NavList:
A Community Devoted to the Preservation and Practice of Celestial Navigation and Other Methods of Traditional Wayfinding
From: Douglas Stephen
Date: 2023 Dec 14, 18:11 -0800
Hello,
A theodolite can be oriented by observations of polaris in the northern hemisphere and these observations are covered in most surveying texts. However there is a simple method that works in either hemisphere. For due south you can first measure the altitude of a star as it passes through the crosshairs well to the east of south and note the direction from the theodolite. This direction is not yet an accurate direction, just a reference and will be adjusted later. Then measure the theodolite direction to the SAME star when it is west of south and it has the exact same elevation as when it was measured to the east. For this you can just leave the elevation as measured east of south clamped and adjust the theodolite direction only until the star goes through crosshairs again and note this direction. Direction one plus direction two divided by two is due south. So you can just set the theodolite to that calculated direction and it is in the meridian or pointed due south.

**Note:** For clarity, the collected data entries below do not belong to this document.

//! Ingestion driver: claims records and walks them through
//! `processing -> completed | error` against the retrieval engine.
//!
//! At most one live task per record. The claim is a compare-and-set under
//! the record lock, and every write a task makes afterwards carries the
//! epoch it was handed at claim time, so a task orphaned by reset or delete
//! dies silently instead of corrupting its successor.

use std::path::Path;
use std::sync::Arc;
use std::time::Duration;

use tokio::time::{interval, sleep};
use tracing::{debug, info, warn};

use crate::config::{
    ENGINE_PROGRESS_POLL_SECS, MERGE_PROGRESS_CEIL, MERGE_PROGRESS_FLOOR, STAGE_PACING_MS,
};
use crate::error::ApiError;
use crate::store::{BeginState, FileStore};
use crate::structures::{FileRecord, QueryMode};
use crate::upstream::RetrievalBackend;

/// What a start request did.
#[derive(Debug)]
pub enum StartOutcome {
    Started(FileRecord),
    /// The record was not `uploaded`; nothing was spawned.
    NoOp(FileRecord),
}

#[derive(Clone)]
pub struct IngestRunner {
    store: FileStore,
    backend: Arc<dyn RetrievalBackend>,
}

impl IngestRunner {
    pub fn new(store: FileStore, backend: Arc<dyn RetrievalBackend>) -> Self {
        Self { store, backend }
    }

    /// Begin ingesting `key` (safe key or original name). Duplicate starts
    /// are no-ops reporting the current state.
    pub async fn start(&self, key: &str) -> Result<StartOutcome, ApiError> {
        let safe = self
            .store
            .resolve(key)
            .ok_or_else(|| ApiError::NotFound(format!("File not found: {}", key)))?;

        // do not claim the record if the engine cannot take the hand-off
        self.backend.health().await.map_err(|e| {
            ApiError::UpstreamUnavailable(format!("retrieval engine is not available: {}", e))
        })?;

        match self.store.try_begin_processing(&safe) {
            BeginState::Started { record, epoch } => {
                let store = self.store.clone();
                let backend = Arc::clone(&self.backend);
                let snapshot = record.clone();
                tokio::spawn(async move {
                    run_ingestion(store, backend, snapshot, epoch).await;
                });
                Ok(StartOutcome::Started(record))
            }
            BeginState::Busy { record } => Ok(StartOutcome::NoOp(record)),
            BeginState::Missing => Err(ApiError::NotFound(format!("File not found: {}", key))),
        }
    }
}

async fn run_ingestion(
    store: FileStore,
    backend: Arc<dyn RetrievalBackend>,
    record: FileRecord,
    epoch: u64,
) {
    let key = record.safe_key.clone();
    info!(
        "Ingestion started for {} (kb '{}')",
        key, record.knowledge_base
    );
    let pacing = Duration::from_millis(STAGE_PACING_MS);

    store.set_progress(&key, epoch, 5, Some("Initializing parse task"));
    sleep(pacing).await;

    store.set_progress(&key, epoch, 10, Some("Verifying file exists"));
    if !Path::new(&record.path).exists() {
        store.fail(
            &key,
            epoch,
            &format!("File missing from disk: {}", record.path),
        );
        return;
    }
    sleep(pacing).await;

    store.set_progress(&key, epoch, 20, Some("File validated, preparing hand-off"));
    sleep(pacing).await;

    store.set_progress(&key, epoch, 30, Some("Connecting to retrieval engine"));

    match insert_with_progress_merge(&store, backend.as_ref(), &record, epoch).await {
        Ok(()) => {
            store.set_progress(&key, epoch, 90, Some("Engine finished, verifying ingestion"));
            let note = if verify_ingestion(backend.as_ref(), &record).await {
                None
            } else {
                Some("Ingestion completed, but the verification query found nothing")
            };
            if store.complete(&key, epoch, note) {
                info!("Ingestion completed for {}", key);
            } else {
                debug!(
                    "ingestion result for {} dropped (record was reset or removed)",
                    key
                );
            }
        }
        Err(e) => {
            warn!("Ingestion failed for {}: {}", key, e);
            if !store.fail(&key, epoch, &e) {
                debug!(
                    "ingestion failure for {} dropped (record was reset or removed)",
                    key
                );
            }
        }
    }
}

/// Run the engine insert while folding any engine-reported progress into
/// the record. Engine numbers land in the `31..=89` band so the staged
/// narration below and the verification step above keep their own slots.
async fn insert_with_progress_merge(
    store: &FileStore,
    backend: &dyn RetrievalBackend,
    record: &FileRecord,
    epoch: u64,
) -> Result<(), String> {
    let insert = backend.insert_document(&record.path, &record.knowledge_base);
    tokio::pin!(insert);

    // keys the engine might be tracking this document under
    let mut candidates: Vec<String> =
        vec![record.safe_key.clone(), record.original_name.clone()];
    if let Some(stem) = record.original_name.split('.').next() {
        candidates.push(stem.to_string());
    }
    candidates.dedup();

    let mut ticker = interval(Duration::from_secs(ENGINE_PROGRESS_POLL_SECS));
    loop {
        tokio::select! {
            res = &mut insert => return res,
            _ = ticker.tick() => {
                for key in &candidates {
                    match backend.progress(key).await {
                        Ok(Some(p)) => {
                            let merged = p.progress.clamp(MERGE_PROGRESS_FLOOR, MERGE_PROGRESS_CEIL);
                            store.set_progress(&record.safe_key, epoch, merged, p.message.as_deref());
                            break;
                        }
                        Ok(None) => continue,
                        Err(e) => {
                            debug!("progress probe for {} failed: {}", key, e);
                            break;
                        }
                    }
                }
            }
        }
    }
}

/// Best-effort check that the engine can answer something about the
/// document. Failure downgrades to a note on the record, never an error.
async fn verify_ingestion(backend: &dyn RetrievalBackend, record: &FileRecord) -> bool {
    // give the engine a moment to finish committing its index
    sleep(Duration::from_secs(3)).await;
    let stem = record.original_name.split('.').next().unwrap_or("");
    let probe: String = if stem.len() > 3 {
        stem.chars().take(20).collect()
    } else {
        "test query".to_string()
    };
    match backend
        .query(&probe, QueryMode::Naive, &record.knowledge_base)
        .await
    {
        Ok(answer) => {
            let text = answer.to_string();
            text.to_lowercase().contains(&probe.to_lowercase()) || text.trim().len() > 50
        }
        Err(e) => {
            debug!("verification query failed for {}: {}", record.safe_key, e);
            false
        }
    }
}
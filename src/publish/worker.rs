//! Background delivery worker.
//!
//! One worker task drains the publish queue: exactly one send in flight,
//! FIFO order, a fixed pause after every send. It wakes on a periodic
//! interval and on enqueue nudges, and exits permanently once the producer
//! has finished and the queue is empty.

use std::collections::HashMap;
use std::sync::Arc;
use std::time::Duration;

use tokio::sync::Notify;
use tokio::time::{self, MissedTickBehavior};
use tracing::{debug, error, info, warn};

use crate::config::ReporterConfig;
use crate::publish::sink::{ReportPayload, ReportSink};
use crate::publish::{PublishQueue, card};
use crate::summary::SummaryRecord;

/// Drains the publish queue to a [`ReportSink`].
pub struct DeliveryWorker<S> {
    queue: Arc<PublishQueue>,
    sink: Arc<S>,
    nudge: Arc<Notify>,
    interval: Duration,
    rate_limit: Duration,
    max_attempts: u32,
    retry_backoff: Duration,
    payload_options: HashMap<String, String>,
}

impl<S: ReportSink> DeliveryWorker<S> {
    /// Create a worker over the shared queue and nudge channel.
    pub fn new(
        queue: Arc<PublishQueue>,
        sink: Arc<S>,
        nudge: Arc<Notify>,
        config: &ReporterConfig,
    ) -> Self {
        Self {
            queue,
            sink,
            nudge,
            interval: config.interval(),
            rate_limit: config.rate_limit(),
            max_attempts: config.max_attempts.max(1),
            retry_backoff: config.retry_backoff(),
            payload_options: config.payload_options.clone(),
        }
    }

    /// Run until the producer has finished and the queue is empty.
    ///
    /// Both trigger sources (interval tick, enqueue nudge) feed the same
    /// drain routine; a nudge arriving mid-drain is absorbed by the
    /// single-flight guard.
    pub async fn run(self) {
        let mut ticker = time::interval(self.interval);
        ticker.set_missed_tick_behavior(MissedTickBehavior::Delay);

        info!("delivery worker started");
        loop {
            tokio::select! {
                _ = ticker.tick() => {}
                _ = self.nudge.notified() => {}
            }

            if self.queue.producer_finished() && self.queue.is_empty() {
                break;
            }

            self.drain().await;

            // Re-check so the last record does not wait out another tick.
            if self.queue.producer_finished() && self.queue.is_empty() {
                break;
            }
        }
        info!("delivery worker stopped");
    }

    /// Drain the queue sequentially. Safe under concurrent triggers: the
    /// single-flight guard admits one drainer and the rest return at once.
    pub(crate) async fn drain(&self) {
        if self.queue.is_empty() || !self.queue.begin_upload() {
            return;
        }

        debug!("draining publish queue ({} pending)", self.queue.len());
        while let Some(record) = self.queue.front() {
            self.deliver_with_retry(&record).await;
            // Removed only after the attempt sequence completes, success
            // or not, so an in-progress record stays at the front.
            self.queue.pop();
            // The pause is charged per item, putting a floor on
            // inter-request spacing regardless of trigger frequency.
            time::sleep(self.rate_limit).await;
        }
        self.queue.end_upload();
        debug!("publish queue drained");
    }

    async fn deliver_with_retry(&self, record: &SummaryRecord) {
        let card = card::encode(record);
        let mut backoff = self.retry_backoff;

        for attempt in 1..=self.max_attempts {
            let payload = match ReportPayload::new(&card, &self.payload_options) {
                Ok(payload) => payload,
                Err(err) => {
                    error!("dropping summary for '{}': {}", record.title, err);
                    return;
                }
            };

            match self.sink.deliver(&payload).await {
                Ok(()) => {
                    debug!("delivered summary for '{}'", record.title);
                    return;
                }
                Err(err) if attempt < self.max_attempts => {
                    warn!(
                        "delivery attempt {} for '{}' failed: {}",
                        attempt, record.title, err
                    );
                    time::sleep(backoff).await;
                    backoff *= 2;
                }
                Err(err) => {
                    error!(
                        "dropping summary for '{}' after {} attempts: {}",
                        record.title, attempt, err
                    );
                }
            }
        }
    }
}
//! Root-suite lifecycle tracking.
//!
//! The aggregator owns at most one active [`SummaryRecord`] at a time. Root
//! suites open a record; nested and sibling suites are ignored while one is
//! active, so their tests bubble into the active record's metrics. Finished
//! records are returned to the caller for publishing and also kept in a
//! per-source-file history for later inspection.

use std::collections::HashMap;
use std::path::Path;

use chrono::Utc;
use tracing::{debug, trace};

use crate::event::{SuiteInfo, TestOutcome};
use crate::summary::{SuiteError, SuiteMetrics, SummaryRecord};

struct ActiveSuite {
    record: SummaryRecord,
    group: String,
}

/// Tracks the active root suite and the history of finished ones.
///
/// Owned by the pipeline instance; there is no global state. All methods
/// are synchronous and cheap, so they are safe to call from the host
/// framework's event path.
#[derive(Default)]
pub struct SuiteAggregator {
    active: Option<ActiveSuite>,
    history: HashMap<String, Vec<SummaryRecord>>,
}

impl SuiteAggregator {
    /// Create an empty aggregator.
    pub fn new() -> Self {
        Self::default()
    }

    /// Handle a suite-start event.
    ///
    /// The first root suite seen while none is active becomes the tracked
    /// one. Everything else is ignored here; nested suites are tracked only
    /// through their test events.
    pub fn on_suite_start(&mut self, suite: &SuiteInfo) {
        trace!("suite start: {}", suite.title);
        if !suite.is_root() || self.active.is_some() {
            return;
        }

        let group = group_key(&suite.file);
        self.history.entry(group.clone()).or_default();

        debug!("tracking root suite '{}' in group '{}'", suite.title, group);
        self.active = Some(ActiveSuite {
            record: SummaryRecord::new(suite.title.clone(), suite.start),
            group,
        });
    }

    /// Handle a suite-end event.
    ///
    /// Returns the finalized record when the ending suite closes the active
    /// root suite, `None` for nested suites. A root-suite end with no
    /// active suite means the event stream is malformed.
    pub fn on_suite_end(&mut self, suite: &SuiteInfo) -> Result<Option<SummaryRecord>, SuiteError> {
        if !suite.is_root() {
            return Ok(None);
        }

        let ActiveSuite { mut record, group } =
            self.active.take().ok_or(SuiteError::NoActiveSuite)?;
        record.finalize(suite.end.unwrap_or_else(Utc::now));

        debug!(
            "finalized root suite '{}': {} passed, {} failed, {} skipped, {} retried, total {}",
            record.title,
            record.metrics.passed,
            record.metrics.failed,
            record.metrics.skipped,
            record.metrics.retried,
            record.metrics.total,
        );

        self.history
            .entry(group)
            .or_default()
            .push(record.clone());
        Ok(Some(record))
    }

    /// Count one test outcome against the active root suite.
    pub fn record_outcome(&mut self, outcome: TestOutcome) -> Result<(), SuiteError> {
        let active = self.active.as_mut().ok_or(SuiteError::NoActiveSuite)?;
        active.record.metrics.record(outcome);
        Ok(())
    }

    /// The record currently being accumulated, if any.
    pub fn active(&self) -> Option<&SummaryRecord> {
        self.active.as_ref().map(|a| &a.record)
    }

    /// Metrics of the active root suite.
    pub fn metrics(&self) -> Result<&SuiteMetrics, SuiteError> {
        self.active
            .as_ref()
            .map(|a| &a.record.metrics)
            .ok_or(SuiteError::NoActiveSuite)
    }

    /// Finalized records grouped by source-file name, in completion order.
    pub fn history(&self) -> &HashMap<String, Vec<SummaryRecord>> {
        &self.history
    }
}

/// Group records by the file name of the suite's source file.
fn group_key(file: &Path) -> String {
    file.file_name()
        .map(|name| name.to_string_lossy().into_owned())
        .unwrap_or_else(|| file.to_string_lossy().into_owned())
}
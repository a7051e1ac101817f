//! Root-suite summary records and their metrics.
//!
//! A [`SummaryRecord`] is the unit of delivery: one per root suite, created
//! at suite start, mutated by test events while the suite is active, and
//! finalized exactly once at suite end. Finalized records are immutable.

pub mod aggregator;

use chrono::{DateTime, Utc};
use serde::{Deserialize, Serialize};

use crate::event::TestOutcome;

pub use aggregator::SuiteAggregator;

/// Errors raised when the event stream violates the suite lifecycle.
///
/// These indicate an integration bug in the host framework (unpaired
/// start/end events), not a runtime fault, and are surfaced synchronously
/// to the caller of the violated operation.
#[derive(Debug, thiserror::Error)]
pub enum SuiteError {
    #[error("no active root suite")]
    NoActiveSuite,
}

/// Outcome counters for one root suite.
///
/// All counters are monotonically non-decreasing until the owning record is
/// finalized. `total` is derived once, at finalize time; it is zero (and
/// meaningless) before that.
#[derive(Debug, Clone, Default, PartialEq, Eq, Serialize, Deserialize)]
pub struct SuiteMetrics {
    /// Derived at finalize: `passed + failed - retried` (saturating).
    ///
    /// Skipped tests are excluded, and retries are subtracted so a test
    /// that failed and then passed on retry counts once.
    pub total: u64,
    /// Number of passed tests.
    pub passed: u64,
    /// Number of failed tests.
    pub failed: u64,
    /// Number of skipped tests.
    pub skipped: u64,
    /// Number of retried tests.
    pub retried: u64,
}

impl SuiteMetrics {
    /// Count one test outcome.
    pub fn record(&mut self, outcome: TestOutcome) {
        match outcome {
            TestOutcome::Passed => self.passed += 1,
            TestOutcome::Failed => self.failed += 1,
            TestOutcome::Skipped => self.skipped += 1,
            TestOutcome::Retried => self.retried += 1,
        }
    }

    fn finalize_total(&mut self) {
        self.total = (self.passed + self.failed).saturating_sub(self.retried);
    }
}

/// The finalized (or in-progress) result of one root suite's execution.
#[derive(Debug, Clone, Serialize, Deserialize)]
pub struct SummaryRecord {
    /// Root suite title.
    pub title: String,

    /// Outcome counters.
    pub metrics: SuiteMetrics,

    /// When the root suite started.
    pub start: DateTime<Utc>,

    /// When the root suite ended. `None` until the suite completes.
    pub end: Option<DateTime<Utc>>,
}

impl SummaryRecord {
    /// Create a fresh record with zeroed metrics.
    pub fn new(title: impl Into<String>, start: DateTime<Utc>) -> Self {
        Self {
            title: title.into(),
            metrics: SuiteMetrics::default(),
            start,
            end: None,
        }
    }

    /// Set the end timestamp and derive the total. Called exactly once.
    pub(crate) fn finalize(&mut self, end: DateTime<Utc>) {
        self.end = Some(end);
        self.metrics.finalize_total();
    }

    /// Whether this record has been finalized and may be delivered.
    pub fn is_finalized(&self) -> bool {
        self.end.is_some()
    }
}

#[cfg(test)]
mod tests {
    use super::*;
    use chrono::TimeZone;

    fn start_time() -> DateTime<Utc> {
        Utc.with_ymd_and_hms(2024, 5, 1, 12, 0, 0).unwrap()
    }

    #[test]
    fn test_record_counts_each_outcome_once() {
        let mut metrics = SuiteMetrics::default();
        metrics.record(TestOutcome::Passed);
        metrics.record(TestOutcome::Passed);
        metrics.record(TestOutcome::Failed);
        metrics.record(TestOutcome::Skipped);
        metrics.record(TestOutcome::Retried);

        assert_eq!(metrics.passed, 2);
        assert_eq!(metrics.failed, 1);
        assert_eq!(metrics.skipped, 1);
        assert_eq!(metrics.retried, 1);
        // Total is not derived until finalize.
        assert_eq!(metrics.total, 0);
    }

    #[test]
    fn test_finalize_derives_total() {
        let mut record = SummaryRecord::new("Login Tests", start_time());
        record.metrics.record(TestOutcome::Passed);
        record.metrics.record(TestOutcome::Passed);
        record.metrics.record(TestOutcome::Passed);
        record.metrics.record(TestOutcome::Failed);
        record.metrics.record(TestOutcome::Retried);

        let end = start_time() + chrono::Duration::seconds(90);
        record.finalize(end);

        assert!(record.is_finalized());
        assert_eq!(record.end, Some(end));
        // 3 passed + 1 failed - 1 retried; skipped excluded.
        assert_eq!(record.metrics.total, 3);
    }

    #[test]
    fn test_total_excludes_skipped() {
        let mut record = SummaryRecord::new("Skips", start_time());
        record.metrics.record(TestOutcome::Passed);
        record.metrics.record(TestOutcome::Skipped);
        record.metrics.record(TestOutcome::Skipped);
        record.finalize(start_time());

        assert_eq!(record.metrics.total, 1);
        assert_eq!(record.metrics.skipped, 2);
    }

    #[test]
    fn test_total_saturates_at_zero() {
        // A degenerate stream can report more retries than completed tests.
        let mut record = SummaryRecord::new("Degenerate", start_time());
        record.metrics.record(TestOutcome::Retried);
        record.metrics.record(TestOutcome::Retried);
        record.metrics.record(TestOutcome::Passed);
        record.finalize(start_time());

        assert_eq!(record.metrics.total, 0);
    }
}
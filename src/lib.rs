//! suitecast: a webhook summary reporter for test runs.
//!
//! This crate rolls hierarchical test-execution events into per-root-suite
//! summaries and posts each one, encoded as an Adaptive Card, to a
//! collaboration webhook.
//!
//! # Architecture
//!
//! The main components are:
//!
//! - **Event model**: lifecycle events and the [`RunListener`] seam the
//!   host framework drives
//! - **Summary**: the per-root-suite record and the aggregator that owns
//!   its lifecycle
//! - **Publish**: the FIFO queue, the Adaptive Card encoder, and the
//!   rate-limited single-flight delivery worker
//! - **Reporter**: [`WebhookReporter`] wiring aggregation to delivery
//!
//! # Example
//!
//! ```no_run
//! use suitecast::{ReporterConfig, RunListener, WebhookReporter};
//!
//! #[tokio::main]
//! async fn main() -> anyhow::Result<()> {
//!     let config = ReporterConfig {
//!         endpoint: Some("https://example.webhook.office.com/webhookb2/...".into()),
//!         ..ReporterConfig::default()
//!     };
//!     let mut reporter = WebhookReporter::new(config)?;
//!     // ... feed lifecycle events through the RunListener methods ...
//!     reporter.on_runner_end()?;
//!     reporter.shutdown().await;
//!     Ok(())
//! }
//! ```

pub mod config;
pub mod event;
pub mod publish;
pub mod reporter;
pub mod summary;

// Re-export commonly used types
pub use config::{ReporterConfig, load_config, load_config_str};
pub use event::{RunEvent, RunListener, SuiteInfo, TestInfo, TestOutcome};
pub use publish::{DeliveryError, PublishQueue, ReportSink, WebhookSink};
pub use reporter::WebhookReporter;
pub use summary::{SuiteAggregator, SuiteError, SuiteMetrics, SummaryRecord};
//! Configuration loading and schema for the reporter.
//!
//! Configuration is flat TOML. Only `endpoint` matters for enabling
//! delivery; everything else has defaults tuned for rate-limited
//! collaboration webhooks.
//!
//! ```toml
//! endpoint = "https://example.webhook.office.com/webhookb2/..."
//! interval_ms = 5000
//! rate_limit_ms = 1000
//!
//! [payload_options]
//! branch = "main"
//! pipeline = "nightly"
//! ```

use std::collections::HashMap;
use std::path::Path;
use std::time::Duration;

use anyhow::{Context, Result};
use serde::{Deserialize, Serialize};

/// Reporter settings.
///
/// # Defaults
///
/// | Field | Default |
/// |-------|---------|
/// | `endpoint` | unset (delivery disabled) |
/// | `interval_ms` | 5000 |
/// | `rate_limit_ms` | 1000 |
/// | `max_attempts` | 3 |
/// | `retry_backoff_ms` | 500 |
/// | `request_timeout_secs` | 30 |
/// | `payload_options` | empty |
#[derive(Debug, Clone, Deserialize, Serialize)]
pub struct ReporterConfig {
    /// Destination webhook URL. When unset, delivery is disabled and the
    /// reporter only aggregates; no HTTP request is ever issued.
    #[serde(default)]
    pub endpoint: Option<String>,

    /// Recurring drain-trigger period in milliseconds.
    ///
    /// The delivery worker wakes at this interval even without fresh
    /// enqueues, so summaries left behind by a missed nudge still go out.
    ///
    /// Default: 5000
    #[serde(default = "default_interval_ms")]
    pub interval_ms: u64,

    /// Pause after each delivered item in milliseconds.
    ///
    /// Collaboration webhooks throttle bursty senders; this enforces a
    /// floor on inter-request spacing.
    ///
    /// Default: 1000
    #[serde(default = "default_rate_limit_ms")]
    pub rate_limit_ms: u64,

    /// Delivery attempts per record before it is dropped.
    ///
    /// Values below 1 are treated as 1.
    ///
    /// Default: 3
    #[serde(default = "default_max_attempts")]
    pub max_attempts: u32,

    /// Base pause between attempts in milliseconds, doubled per attempt.
    ///
    /// Default: 500
    #[serde(default = "default_retry_backoff_ms")]
    pub retry_backoff_ms: u64,

    /// HTTP request timeout in seconds.
    ///
    /// Default: 30
    #[serde(default = "default_request_timeout_secs")]
    pub request_timeout_secs: u64,

    /// Opaque string map echoed in every payload's `options` field.
    #[serde(default)]
    pub payload_options: HashMap<String, String>,
}

impl Default for ReporterConfig {
    fn default() -> Self {
        Self {
            endpoint: None,
            interval_ms: default_interval_ms(),
            rate_limit_ms: default_rate_limit_ms(),
            max_attempts: default_max_attempts(),
            retry_backoff_ms: default_retry_backoff_ms(),
            request_timeout_secs: default_request_timeout_secs(),
            payload_options: HashMap::new(),
        }
    }
}

impl ReporterConfig {
    /// Drain-trigger period as a [`Duration`].
    pub fn interval(&self) -> Duration {
        Duration::from_millis(self.interval_ms)
    }

    /// Per-item delivery pause as a [`Duration`].
    pub fn rate_limit(&self) -> Duration {
        Duration::from_millis(self.rate_limit_ms)
    }

    /// Base retry backoff as a [`Duration`].
    pub fn retry_backoff(&self) -> Duration {
        Duration::from_millis(self.retry_backoff_ms)
    }

    /// HTTP request timeout as a [`Duration`].
    pub fn request_timeout(&self) -> Duration {
        Duration::from_secs(self.request_timeout_secs)
    }
}

fn default_interval_ms() -> u64 {
    5000
}

fn default_rate_limit_ms() -> u64 {
    1000
}

fn default_max_attempts() -> u32 {
    3
}

fn default_retry_backoff_ms() -> u64 {
    500
}

fn default_request_timeout_secs() -> u64 {
    30
}

/// Load configuration from a TOML file.
pub fn load_config(path: &Path) -> Result<ReporterConfig> {
    let content = std::fs::read_to_string(path)
        .with_context(|| format!("Failed to read config file: {}", path.display()))?;

    let config: ReporterConfig = toml::from_str(&content)
        .with_context(|| format!("Failed to parse config file: {}", path.display()))?;

    Ok(config)
}

/// Load configuration from a string.
pub fn load_config_str(content: &str) -> Result<ReporterConfig> {
    let config: ReporterConfig = toml::from_str(content).context("Failed to parse config")?;

    Ok(config)
}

This process takes a few hours but any star will work and you don't even need to know what star it is or it's declination or GHA just use the same star for both measurements. When using a star you don't even need to know anything about time or even have a watch. The sun or planets could be used but you would need to correct for changes in declination between the first and second sighting (that correction is covered in some surveying text books).
That is my understanding of one method. Please let me know if this is wrong, confusing or there are better methods.